The election of Barack Obama for a second term still appeals as much to young Africans.  In Madagascar, bloggers rose at dawn to follow together the election outcome live onscreen. Here is the video of this meeting by jiviard [fr]:

Even though the disappointment felt at Obama’s legacy in Africa is certainly tangible, the political convictions of Obama seem to converge with those of the majority of Africans. The ‘chemistry’ felt is not due to his family ties with Kenya but rather to a geopolitical pragmatism and common interests to defend, as underlined by [fr] Adrien Hart:

Obama, comme les Bush avant lui, n’a pas vu venir en Afrique l’«ogre chinois». Les Américains, tout comme les Européens, n’ont pas anticipé non plus la menace croissante des «fous de Dieu» en Afrique [..]Obama n’a rien pu faire pour contrer l’avancée des Chinois et des islamistes. Mais l’Afrique votera-t-elle en novembre pour son adversaire Mitt Romney, républicain, mormon et surtout immensément riche, sûrement trop riche? Sûrement pas. Oui, Obama a déçu. Mais l’Afrique ne veut pas qu’il parte. Sans lui, cela serait pire.

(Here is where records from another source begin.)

//! Typography plugin block emitter
//!
//! Generates the `@plugin "@tailwindcss/typography"` declaration from the
//! `extend.typography.DEFAULT.css` overrides. A null value resets the
//! property (`initial`), a nested mapping becomes a one-level block, and
//! everything else is a flat declaration. Property keys are emitted
//! kebab-cased.

use super::kebab_case;
use crate::config::ConfigValue;
use crate::options::ConvertOptions;

/// Plugin identifier as it appears in both plugin lists and emitted output.
pub const TYPOGRAPHY_PLUGIN: &str = "@tailwindcss/typography";

/// Emit the typography plugin declaration.
///
/// With no overrides the bare loading directive is emitted; with overrides a
/// configuring block is generated from them, in source order.
pub fn convert_typography(css: Option<&ConfigValue>, options: &ConvertOptions) -> Vec<String> {
    let entries = match css {
        Some(ConfigValue::Object(entries)) if !entries.is_empty() => entries,
        _ => return vec![format!("@plugin \"{TYPOGRAPHY_PLUGIN}\";")],
    };

    let indent = options.indent_to(1);
    let inner = options.indent_to(2);
    let mut lines = vec![format!("@plugin \"{TYPOGRAPHY_PLUGIN}\" {{")];

    for (key, value) in entries {
        match value {
            ConfigValue::Null => {
                lines.push(format!("{indent}{}: initial;", kebab_case(key)));
            }
            ConfigValue::String(s) if s == "null" => {
                lines.push(format!("{indent}{}: initial;", kebab_case(key)));
            }
            ConfigValue::Object(nested) => {
                lines.push(format!("{indent}{} {{", kebab_case(key)));
                for (nested_key, nested_value) in nested {
                    lines.push(format!(
                        "{inner}{}: {};",
                        kebab_case(nested_key),
                        declaration_text(nested_value)
                    ));
                }
                lines.push(format!("{indent}}}"));
            }
            other => {
                lines.push(format!(
                    "{indent}{}: {};",
                    kebab_case(key),
                    declaration_text(other)
                ));
            }
        }
    }

    lines.push("}".to_string());
    lines
}

fn declaration_text(value: &ConfigValue) -> String {
    match value {
        ConfigValue::Null => "initial".to_string(),
        ConfigValue::String(s) => s.clone(),
        ConfigValue::Raw(text) => text.clone(),
        ConfigValue::Bool(b) => b.to_string(),
        other => other.to_string(),
    }
}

Obama, like the Bushes before him, did not see the ‘Chinese Dragon’ coming to Africa. The Americans, just like the Europeans, did not anticipate either the growing threat of ‘God’s fanatics’ in Africa. [...] Obama could not have done anything to counter the advance of the Chinese and the Islamists. But will Africa vote in November for his opponent, Mitt Romney, Republican, Mormon and above all immensely rich, surely too rich? Surely not. Yes, Obama has disappointed us. But Africa doesn’t want him to leave. Without him, things would be worse.